I glanced up and down the strip of stores but amongst the sea of elderly
and youthful meanderers I couldn’t spot either of her faces anyway. Another glance back at American Eagle and I saw
one of her less attractive, and less suspicious, friends checking out some sort
of jean bikini… bijeani?
So I went
to American Eagle for the first time in years and pretended to peruse while I
kept my thoughts on the people and plaid in my periphery.
“Can I help
you?” an attendant asked.
“Just
looking,” I said, before realizing that the men’s section was hanging out in
the aforementioned periphery, and that my face was pointed at a too-close wall
of Aerie panties.
“Sorry,” I
said, which only made me sound creepier as I tucked my tail and waddled off
towards the men’s racks, still keeping my eyes out for a woman’s, specifically
in blue.
I had just
reached a display of men’s pearl-snaps when I finally found her. Her face, which was still hers, left me
feeling an odd mix of satisfaction and relief.

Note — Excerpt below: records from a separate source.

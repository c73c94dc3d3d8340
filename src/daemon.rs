// Keyward — Daemon
//
// Builds every component once from configuration and the keyring, then runs
// the change watcher, the reconcile worker, the periodic policy evaluation
// and the control socket side by side until Ctrl-C.

use std::path::PathBuf;
use std::sync::Arc;

use chrono::Utc;
use tokio::sync::mpsc;
use tokio::task::JoinHandle;

use crate::alerts::FanoutNotifier;
use crate::audit::{AuditLog, SqliteAuditLog};
use crate::catalog::Catalog;
use crate::config::Config;
use crate::context::EngineContext;
use crate::enclave::{Fingerprinter, KeyringProvider, MasterKeyProvider};
use crate::error::{KeywardError, Result};
use crate::gateway::{ControlState, UdsServer};
use crate::rotation::providers::DeclineChallenges;
use crate::rotation::{RotatorRegistry, Scheduler, SessionDrivers};
use crate::store::{CredentialStore, Database, SharedDatabase, StateRepository};
use crate::sync::{GithubSecretStore, StoreTokenSource, SyncEngine, SyncLedger};
use crate::watcher::{debounce, run_reconcile_worker, FileWatcher, ReconcileTrigger, Reconciler};

/// File locations, all overridable from the command line.
#[derive(Debug, Clone)]
pub struct Paths {
    pub config: PathBuf,
    pub credentials: PathBuf,
    pub socket: PathBuf,
    pub data_dir: PathBuf,
}

impl Paths {
    pub fn database(&self) -> PathBuf {
        self.data_dir.join("keyward.db")
    }
}

/// Open the encrypted state database with the key derived from the master
/// secret. Fails if `keyward init` has not been run.
pub fn open_database(paths: &Paths, provider: &dyn MasterKeyProvider) -> Result<(SharedDatabase, Fingerprinter)> {
    if !provider.has_master_secret()? {
        return Err(KeywardError::NotInitialized);
    }
    let master = provider.get_master_secret()?;
    let keys = provider.derive_keys(&master)?;

    let path = paths.database();
    if !path.exists() {
        return Err(KeywardError::NotInitialized);
    }
    let db = Database::open(&path, &keys.db_key_hex())?;
    let fingerprinter = Fingerprinter::new(&keys.fingerprint_key)?;
    Ok((SharedDatabase::new(db), fingerprinter))
}

/// Every long-lived component, wired together.
pub struct Components {
    pub config: Arc<Config>,
    pub store: Arc<CredentialStore>,
    pub audit: Arc<dyn AuditLog>,
    pub scheduler: Arc<Scheduler>,
    pub reconciler: Arc<Reconciler>,
    pub trigger: Arc<ReconcileTrigger>,
}

impl Components {
    pub fn build(paths: &Paths) -> Result<Self> {
        let config = Arc::new(Config::load(&paths.config)?);
        let (db, fingerprinter) = open_database(paths, &KeyringProvider::new())?;

        let retry = config.daemon.retry;
        let http = EngineContext::http_client(&retry)?;
        let notifier = Arc::new(FanoutNotifier::from_config(&config.notifications, &http));
        let ctx = Arc::new(EngineContext::new(fingerprinter, http.clone(), notifier, retry));

        let catalog = Arc::new(Catalog::new(Arc::clone(&config)));
        let store = Arc::new(CredentialStore::new(
            paths.credentials.clone(),
            catalog.clone(),
            StateRepository::new(db.clone()),
        ));
        let audit: Arc<dyn AuditLog> = Arc::new(SqliteAuditLog::new(db.clone())?);

        let token = Arc::new(StoreTokenSource::new(Arc::clone(&store), config.github.token_credential.clone()));
        let remote = Arc::new(GithubSecretStore::new(http, config.github.api_url.clone(), token));
        let engine = Arc::new(SyncEngine::new(
            Arc::clone(&ctx),
            remote,
            SyncLedger::new(db),
            Arc::clone(&audit),
        ));

        // Session drivers are compiled in; none ship with the daemon itself.
        let registry = RotatorRegistry::from_config(
            &config,
            &ctx,
            &store,
            &SessionDrivers::new(),
            Arc::new(DeclineChallenges),
        )?;

        let trigger = Arc::new(ReconcileTrigger::new());
        let scheduler = Arc::new(Scheduler::new(
            ctx,
            Arc::clone(&store),
            Arc::new(registry),
            config.policy.clone(),
            Arc::clone(&audit),
            trigger.clone(),
            config.daemon.max_in_flight,
            config.daemon.job_history,
        ));
        let reconciler = Arc::new(Reconciler::new(
            Arc::clone(&store),
            catalog,
            engine,
            config.targets.clone(),
            Arc::clone(&audit),
        ));

        Ok(Self {
            config,
            store,
            audit,
            scheduler,
            reconciler,
            trigger,
        })
    }
}

pub struct Daemon {
    paths: Paths,
    components: Components,
}

impl Daemon {
    pub fn new(paths: Paths) -> Result<Self> {
        let components = Components::build(&paths)?;
        Ok(Self { paths, components })
    }

    pub async fn run(self) -> Result<()> {
        let c = &self.components;

        let first = c.reconciler.run_once().await?;
        tracing::info!(
            credentials = first.reload.added.len() + first.reload.unchanged,
            pushed = first.sync.pushed,
            "Initial reconcile finished"
        );

        let (events_tx, events_rx) = mpsc::channel(64);
        let _watcher = FileWatcher::spawn(c.store.path(), events_tx)?;

        let mut tasks: Vec<JoinHandle<()>> = Vec::new();
        tasks.push(tokio::spawn(debounce(
            events_rx,
            c.config.daemon.debounce,
            c.trigger.clone(),
        )));
        tasks.push(tokio::spawn(run_reconcile_worker(
            Arc::clone(&c.reconciler),
            Arc::clone(&c.trigger),
        )));
        tasks.push(tokio::spawn(evaluation_loop(
            Arc::clone(&c.scheduler),
            c.config.daemon.evaluation_interval,
        )));

        let gateway = UdsServer::new(
            self.paths.socket.clone(),
            Arc::new(ControlState {
                store: Arc::clone(&c.store),
                scheduler: Arc::clone(&c.scheduler),
                reconciler: Arc::clone(&c.reconciler),
                audit: Arc::clone(&c.audit),
            }),
        );

        let outcome = tokio::select! {
            served = gateway.run() => served.map_err(KeywardError::from),
            signal = tokio::signal::ctrl_c() => {
                tracing::info!("Shutdown requested");
                signal.map_err(KeywardError::from)
            }
        };

        for task in &tasks {
            task.abort();
        }
        if self.paths.socket.exists() {
            let _ = std::fs::remove_file(&self.paths.socket);
        }
        outcome
    }
}

async fn evaluation_loop(scheduler: Arc<Scheduler>, every: std::time::Duration) {
    let mut ticker = tokio::time::interval(every);
    loop {
        ticker.tick().await;
        match scheduler.evaluate(Utc::now()).await {
            Ok(summary) => tracing::info!(
                started = summary.started.len(),
                awaiting_approval = summary.awaiting_approval.len(),
                upcoming = summary.upcoming.len(),
                "Policy evaluation finished"
            ),
            Err(e) => tracing::error!(error = %e, "Policy evaluation failed"),
        }
    }
}

// ─── Tests ───────────────────────────────────────────────────────────────────
// Keyward — HTTP validation

use async_trait::async_trait;

use crate::config::ValidationConfig;
use crate::rotation::rotator::CredentialValidator;
use crate::rotation::RotatorError;

/// `GET url` with the candidate in an auth header. 2xx is valid, 401/403 is
/// invalid, anything else is a provider error.
pub struct HttpValidator {
    client: reqwest::Client,
    config: ValidationConfig,
}

impl HttpValidator {
    pub fn new(client: reqwest::Client, config: ValidationConfig) -> Self {
        Self { client, config }
    }

    fn header_value(&self, candidate: &str) -> String {
        if self.config.header.eq_ignore_ascii_case("authorization") && !self.config.scheme.is_empty() {
            format!("{} {}", self.config.scheme, candidate)
        } else {
            candidate.to_string()
        }
    }
}

#[async_trait]
impl CredentialValidator for HttpValidator {
    async fn validate(&self, name: &str, candidate: &str) -> Result<bool, RotatorError> {
        let response = self
            .client
            .get(&self.config.url)
            .header(self.config.header.as_str(), self.header_value(candidate))
            .send()
            .await?;

        let status = response.status();
        tracing::debug!(credential = %name, status = status.as_u16(), "Validation call returned");

        if status.is_success() {
            Ok(true)
        } else if status == reqwest::StatusCode::UNAUTHORIZED || status == reqwest::StatusCode::FORBIDDEN {
            Ok(false)
        } else {
            Err(RotatorError::Rejected {
                status: status.as_u16(),
                message: "unexpected validation status".to_string(),
            })
        }
    }
}

#[cfg(test)]
mod tests {
    use super::*;
    use wiremock::matchers::{header, method, path};
    use wiremock::{Mock, MockServer, ResponseTemplate};

    fn validator(server: &MockServer, header_name: &str, scheme: &str) -> HttpValidator {
        HttpValidator::new(
            reqwest::Client::new(),
            ValidationConfig {
                url: format!("{}/v1/models", server.uri()),
                header: header_name.to_string(),
                scheme: scheme.to_string(),
            },
        )
    }

    #[tokio::test]
    async fn test_valid_key_accepted() {
        let server = MockServer::start().await;
        Mock::given(method("GET"))
            .and(path("/v1/models"))
            .and(header("authorization", "Bearer sk-good"))
            .respond_with(ResponseTemplate::new(200))
            .mount(&server)
            .await;
        Mock::given(method("GET"))
            .respond_with(ResponseTemplate::new(401))
            .mount(&server)
            .await;

        let v = validator(&server, "Authorization", "Bearer");
        assert!(v.validate("OPENAI_API_KEY", "sk-good").await.unwrap());
        assert!(!v.validate("OPENAI_API_KEY", "sk-bad").await.unwrap());
    }

    #[tokio::test]
    async fn test_custom_header_sends_raw_value() {
        let server = MockServer::start().await;
        Mock::given(method("GET"))
            .and(header("x-api-key", "raw-key"))
            .respond_with(ResponseTemplate::new(204))
            .mount(&server)
            .await;

        let v = validator(&server, "X-Api-Key", "Bearer");
        assert!(v.validate("ANTHROPIC_API_KEY", "raw-key").await.unwrap());
    }

    #[tokio::test]
    async fn test_server_error_is_retryable_failure() {
        let server = MockServer::start().await;
        Mock::given(method("GET"))
            .respond_with(ResponseTemplate::new(502))
            .mount(&server)
            .await;

        let v = validator(&server, "Authorization", "Bearer");
        let err = v.validate("OPENAI_API_KEY", "sk").await.unwrap_err();
        assert!(crate::retry::Retryable::is_retryable(&err));
    }
}
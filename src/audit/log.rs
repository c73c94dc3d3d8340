// Keyward — Append-only audit log
//
// Records are only ever inserted. Timestamps are clamped so they never go
// backwards relative to the previous append, which keeps timestamp order and
// insertion order identical even across clock adjustments and restarts.

use std::sync::Mutex;

use chrono::{DateTime, SecondsFormat, SubsecRound, Utc};
use rusqlite::types::ToSql;
use rusqlite::{params, params_from_iter};

use super::record::{AuditAction, AuditQuery, AuditRecord};
use super::AuditError;
use crate::enclave::Fingerprint;
use crate::store::SharedDatabase;

// ─── Trait ───────────────────────────────────────────────────────────────────

/// The audit ledger. Readers may filter but never mutate.
pub trait AuditLog: Send + Sync {
    /// Append one record. Fails only when storage does. Returns the record as
    /// stored (with its id and final timestamp).
    fn append(&self, record: AuditRecord) -> Result<AuditRecord, AuditError>;

    /// Records matching `query`, in append order.
    fn query(&self, query: &AuditQuery) -> Result<Vec<AuditRecord>, AuditError>;
}

// ─── SQLite Implementation ──────────────────────────────────────────────────

fn format_ts(ts: &DateTime<Utc>) -> String {
    ts.to_rfc3339_opts(SecondsFormat::Micros, true)
}

pub struct SqliteAuditLog {
    db: SharedDatabase,
    last_timestamp: Mutex<Option<DateTime<Utc>>>,
}

impl SqliteAuditLog {
    pub fn new(db: SharedDatabase) -> Result<Self, AuditError> {
        let last: Option<String> =
            db.with_conn(|conn| conn.query_row("SELECT MAX(timestamp) FROM audit_log", [], |row| row.get(0)))?;
        let last_timestamp = last
            .and_then(|s| DateTime::parse_from_rfc3339(&s).ok())
            .map(|dt| dt.with_timezone(&Utc));

        Ok(Self {
            db,
            last_timestamp: Mutex::new(last_timestamp),
        })
    }

    fn row_to_record(row: &rusqlite::Row<'_>) -> rusqlite::Result<AuditRecord> {
        let id: i64 = row.get(0)?;
        let timestamp_str: String = row.get(1)?;
        let actor: String = row.get(2)?;
        let action_str: String = row.get(3)?;
        let credential_name: String = row.get(4)?;
        let old_hash: Option<String> = row.get(5)?;
        let new_hash: Option<String> = row.get(6)?;
        let detail: Option<String> = row.get(7)?;

        let timestamp = DateTime::parse_from_rfc3339(&timestamp_str)
            .map(|dt| dt.with_timezone(&Utc))
            .map_err(|e| {
                rusqlite::Error::FromSqlConversionFailure(1, rusqlite::types::Type::Text, Box::new(e))
            })?;

        let action = AuditAction::parse(&action_str).ok_or_else(|| {
            rusqlite::Error::FromSqlConversionFailure(
                3,
                rusqlite::types::Type::Text,
                format!("unknown audit action '{}'", action_str).into(),
            )
        })?;

        Ok(AuditRecord {
            id: Some(id),
            timestamp,
            actor,
            action,
            credential_name,
            old_value_hash: old_hash.map(Fingerprint::from_stored),
            new_value_hash: new_hash.map(Fingerprint::from_stored),
            detail,
        })
    }
}

impl AuditLog for SqliteAuditLog {
    fn append(&self, mut record: AuditRecord) -> Result<AuditRecord, AuditError> {
        let mut last = self.last_timestamp.lock().map_err(|_| AuditError::Poisoned)?;

        // Stored at microsecond precision; clamp against what a reopen will read.
        record.timestamp = record.timestamp.trunc_subsecs(6);
        if let Some(prev) = *last {
            if record.timestamp < prev {
                record.timestamp = prev;
            }
        }

        let id = self.db.with_conn(|conn| {
            conn.execute(
                "INSERT INTO audit_log
                    (timestamp, actor, action, credential_name, old_value_hash, new_value_hash, detail)
                 VALUES (?1, ?2, ?3, ?4, ?5, ?6, ?7)",
                params![
                    format_ts(&record.timestamp),
                    record.actor,
                    record.action.as_str(),
                    record.credential_name,
                    record.old_value_hash.as_ref().map(|h| h.as_str()),
                    record.new_value_hash.as_ref().map(|h| h.as_str()),
                    record.detail,
                ],
            )?;
            Ok(conn.last_insert_rowid())
        })?;

        *last = Some(record.timestamp);
        record.id = Some(id);

        tracing::debug!(
            credential = %record.credential_name,
            action = %record.action,
            actor = %record.actor,
            "Audit record appended"
        );

        Ok(record)
    }

    fn query(&self, query: &AuditQuery) -> Result<Vec<AuditRecord>, AuditError> {
        let mut sql = String::from(
            "SELECT id, timestamp, actor, action, credential_name, old_value_hash, new_value_hash, detail
             FROM audit_log WHERE 1 = 1",
        );
        let mut args: Vec<Box<dyn ToSql>> = Vec::new();

        if let Some(name) = &query.credential_name {
            args.push(Box::new(name.clone()));
            sql.push_str(&format!(" AND credential_name = ?{}", args.len()));
        }
        if !query.actions.is_empty() {
            let mut slots = Vec::with_capacity(query.actions.len());
            for action in &query.actions {
                args.push(Box::new(action.as_str().to_string()));
                slots.push(format!("?{}", args.len()));
            }
            sql.push_str(&format!(" AND action IN ({})", slots.join(", ")));
        }
        if let Some(since) = &query.since {
            args.push(Box::new(format_ts(since)));
            sql.push_str(&format!(" AND timestamp >= ?{}", args.len()));
        }
        if let Some(until) = &query.until {
            args.push(Box::new(format_ts(until)));
            sql.push_str(&format!(" AND timestamp <= ?{}", args.len()));
        }
        sql.push_str(" ORDER BY id ASC");
        if let Some(limit) = query.limit {
            sql.push_str(&format!(" LIMIT {}", limit));
        }

        let records = self.db.with_conn(|conn| {
            let mut stmt = conn.prepare(&sql)?;
            let rows = stmt.query_map(params_from_iter(args.iter().map(|a| a.as_ref())), Self::row_to_record)?;
            let mut records = Vec::new();
            for row in rows {
                records.push(row?);
            }
            Ok(records)
        })?;

        Ok(records)
    }
}

// ─── Tests ───────────────────────────────────────────────────────────────────
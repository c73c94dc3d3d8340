// Keyward — Credential data models
//
// SECURITY: `value` and `previous_value` are private. They never appear in
// Debug output, log messages, or serialized metadata. Access goes through
// `CredentialStore::value()`, which hands out a zeroizing copy.

use std::fmt;

use chrono::{DateTime, Utc};
use serde::{Deserialize, Serialize};
use zeroize::Zeroizing;

/// Secret (protected, synced) versus setting (plain config, never synced).
#[derive(Debug, Clone, Copy, PartialEq, Eq, Hash, Serialize, Deserialize)]
#[serde(rename_all = "lowercase")]
pub enum Classification {
    Secret,
    Setting,
}

impl fmt::Display for Classification {
    fn fmt(&self, f: &mut fmt::Formatter<'_>) -> fmt::Result {
        match self {
            Classification::Secret => write!(f, "secret"),
            Classification::Setting => write!(f, "setting"),
        }
    }
}

/// Rotation urgency / approval class.
#[derive(Debug, Clone, Copy, PartialEq, Eq, Hash, PartialOrd, Ord, Serialize, Deserialize)]
#[serde(rename_all = "lowercase")]
pub enum SecurityTier {
    High,
    Standard,
    Low,
}

impl SecurityTier {
    pub fn parse(s: &str) -> Option<Self> {
        match s.to_ascii_lowercase().as_str() {
            "high" => Some(SecurityTier::High),
            "standard" => Some(SecurityTier::Standard),
            "low" => Some(SecurityTier::Low),
            _ => None,
        }
    }
}

impl fmt::Display for SecurityTier {
    fn fmt(&self, f: &mut fmt::Formatter<'_>) -> fmt::Result {
        match self {
            SecurityTier::High => write!(f, "high"),
            SecurityTier::Standard => write!(f, "standard"),
            SecurityTier::Low => write!(f, "low"),
        }
    }
}

#[derive(Debug, Clone, Copy, PartialEq, Eq, Serialize, Deserialize)]
#[serde(rename_all = "snake_case")]
pub enum CredentialStatus {
    Active,
    RotationPending,
    Rotating,
    Validating,
    RotationFailed,
    Revoked,
}

impl CredentialStatus {
    pub fn as_str(&self) -> &'static str {
        match self {
            CredentialStatus::Active => "active",
            CredentialStatus::RotationPending => "rotation_pending",
            CredentialStatus::Rotating => "rotating",
            CredentialStatus::Validating => "validating",
            CredentialStatus::RotationFailed => "rotation_failed",
            CredentialStatus::Revoked => "revoked",
        }
    }

    pub fn parse(s: &str) -> Option<Self> {
        match s {
            "active" => Some(CredentialStatus::Active),
            "rotation_pending" => Some(CredentialStatus::RotationPending),
            "rotating" => Some(CredentialStatus::Rotating),
            "validating" => Some(CredentialStatus::Validating),
            "rotation_failed" => Some(CredentialStatus::RotationFailed),
            "revoked" => Some(CredentialStatus::Revoked),
            _ => None,
        }
    }
}

/// Bootstrap credentials administer other rotations (admin API keys, the
/// GitHub token). They are never rotated without explicit approval.
#[derive(Debug, Clone, Copy, PartialEq, Eq, Serialize, Deserialize)]
#[serde(rename_all = "lowercase")]
pub enum CredentialRole {
    Standard,
    Bootstrap,
}

/// Everything the store needs to know about a name that does not come from
/// the credential file itself.
#[derive(Debug, Clone, PartialEq, Eq)]
pub struct Annotation {
    pub classification: Classification,
    pub provider: Option<String>,
    pub security_tier: SecurityTier,
    pub role: CredentialRole,
}

/// Source of annotations for credential names (classifier + policy lookups).
pub trait Annotate: Send + Sync {
    fn annotate(&self, name: &str) -> Annotation;
}

/// Lifecycle state that survives restarts. Never holds a value.
#[derive(Debug, Clone, PartialEq, Eq)]
pub struct PersistedState {
    pub name: String,
    pub first_seen_at: DateTime<Utc>,
    pub last_rotated_at: Option<DateTime<Utc>>,
    pub status: CredentialStatus,
    pub provider_key_id: Option<String>,
}

/// The full in-memory credential record.
pub struct CredentialRecord {
    pub name: String,
    /// Current secret material — NEVER printed, logged, or Debug-displayed
    value: Zeroizing<String>,
    /// Value held back for rollback while a replacement is unconfirmed
    previous_value: Option<Zeroizing<String>>,
    pub classification: Classification,
    pub provider: Option<String>,
    pub security_tier: SecurityTier,
    pub role: CredentialRole,
    pub first_seen_at: DateTime<Utc>,
    pub last_rotated_at: Option<DateTime<Utc>>,
    pub status: CredentialStatus,
    /// Provider-side identifier of the current key, when the provider has one
    pub provider_key_id: Option<String>,
}

impl CredentialRecord {
    pub fn new(name: String, value: Zeroizing<String>, annotation: Annotation, now: DateTime<Utc>) -> Self {
        Self {
            name,
            value,
            previous_value: None,
            classification: annotation.classification,
            provider: annotation.provider,
            security_tier: annotation.security_tier,
            role: annotation.role,
            first_seen_at: now,
            last_rotated_at: None,
            status: CredentialStatus::Active,
            provider_key_id: None,
        }
    }

    /// Access the raw value.
    pub fn value(&self) -> &str {
        &self.value
    }

    pub(crate) fn set_value(&mut self, value: Zeroizing<String>) {
        self.value = value;
    }

    pub(crate) fn stage(&mut self, new_value: Zeroizing<String>) {
        let old = std::mem::replace(&mut self.value, new_value);
        self.previous_value = Some(old);
    }

    pub(crate) fn take_previous(&mut self) -> Option<Zeroizing<String>> {
        self.previous_value.take()
    }

    pub fn has_pending_replacement(&self) -> bool {
        self.previous_value.is_some()
    }

    pub(crate) fn apply_state(&mut self, state: &PersistedState) {
        self.first_seen_at = state.first_seen_at;
        self.last_rotated_at = state.last_rotated_at;
        self.status = state.status;
        self.provider_key_id = state.provider_key_id.clone();
    }

    pub fn persisted_state(&self) -> PersistedState {
        PersistedState {
            name: self.name.clone(),
            first_seen_at: self.first_seen_at,
            last_rotated_at: self.last_rotated_at,
            status: self.status,
            provider_key_id: self.provider_key_id.clone(),
        }
    }

    pub fn metadata(&self) -> CredentialMetadata {
        CredentialMetadata {
            name: self.name.clone(),
            classification: self.classification,
            provider: self.provider.clone(),
            security_tier: self.security_tier,
            role: self.role,
            status: self.status,
            first_seen_at: self.first_seen_at,
            last_rotated_at: self.last_rotated_at,
        }
    }
}

/// Custom Debug implementation that NEVER reveals the value.
impl fmt::Debug for CredentialRecord {
    fn fmt(&self, f: &mut fmt::Formatter<'_>) -> fmt::Result {
        f.debug_struct("CredentialRecord")
            .field("name", &self.name)
            .field("value", &"[REDACTED]")
            .field("pending_replacement", &self.previous_value.is_some())
            .field("classification", &self.classification)
            .field("provider", &self.provider)
            .field("security_tier", &self.security_tier)
            .field("role", &self.role)
            .field("first_seen_at", &self.first_seen_at)
            .field("last_rotated_at", &self.last_rotated_at)
            .field("status", &self.status)
            .finish()
    }
}

/// A value-free view of a credential. This is everything external readers
/// (CLI listings, the runaway monitor) ever see.
#[derive(Debug, Clone, PartialEq, Eq, Serialize, Deserialize)]
pub struct CredentialMetadata {
    pub name: String,
    pub classification: Classification,
    pub provider: Option<String>,
    pub security_tier: SecurityTier,
    pub role: CredentialRole,
    pub status: CredentialStatus,
    pub first_seen_at: DateTime<Utc>,
    pub last_rotated_at: Option<DateTime<Utc>>,
}

impl fmt::Display for CredentialMetadata {
    fn fmt(&self, f: &mut fmt::Formatter<'_>) -> fmt::Result {
        write!(
            f,
            "{} ({}, {}) — {}",
            self.name,
            self.classification,
            self.security_tier,
            self.status.as_str()
        )
    }
}

// ─── Tests ───────────────────────────────────────────────────────────────────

Perhaps I’d just been confused, seeing things. Maybe I needed glasses. Maybe I should test out my vision, and what
better way than by staring at the blonde object of my attention, whose butt,
though not as attractive as her breasts, did feature some enormous letters
which I was able to sight-read with ease: P-I-N-K.
The bottom
row down, I tilted up and skipped straight to the smaller letters on the top –
S-M-L-XL – which is when I noticed what she was doing. She was switching the shirts on the
‘no-returns’ clearance rack so that the Smalls hung on hangers marked XL. What a… Then she saw me.
I turned
quickly, but I knew I’d been made.
Still, maybe I could play it off if I acted more like a shopper. I grabbed a Medium pearl snap off the rack in
front of me and bee-lined to the dressing rooms.
Once I was
inside of a million mirror images of myself, I breathed a deep sigh of relief
and we all sat down to gather my wits.
After a few moments and several glances at myselves, I had calmed down,
but still felt like I should perhaps wait another minute before re-emerging
into the store. Why waste those minutes when here in front
of me was a shirt, which of course I would never actually wear, but hell, why
not try it on? Daisy had lately been
after me to improve my wardrobe, anyway.
And this was pre-Trevor, so the sentiment was actually hers, at least
probably.
When the
shirt refused to button across my chest, I bent forward and looked at the
collar in the mirror. I was wearing
(although that’s a literal and figurative stretch) an Extra-Small. That cursed girl must have hit the guy’s rack
first, and now as a result I was faced with the challenging task of getting
this evil garment off of my shoulders.
Knock,
knock, knock, said the door.
“Occupied,”
I said timidly.
“Sir,” a
male voice, and an eerily familiar one at that, “Could you please step out of
the women’s changing room?”
“I…
Sorry.” My word of the day. The handle rattled.
“Sir,
unlock the door now.”
I’ve always
been terrified of authority figures, so for some reason I listened, and the
second I had released the latch, the door flew open revealing… her.
The sexy
blonde lunged inward at me, grabbing me by the shoulders and pinning me to the
back wall where a metal hanging hook missed my ear by mere inches. The situation only got sexier as she somehow
re-locked the door behind her using… her elbow or foot or tail or
something? Then she locked eyes with me
and my face flushed to match her ass, hot pink.
A brief
aside: I was not aroused at all by this situation, and not because I was
embarrassed, or scared shitless, but because I was and still am loyal to Daisy,
the if-I-believed-in-love of my life.
“You saw,”
said the blonde.
“No I
didn’t! Besides, they’re not worth
anything until the cashier activates them, so technically it’s probably not a
crime.”
Her eyes
narrowed, and all of my sphincters tightened.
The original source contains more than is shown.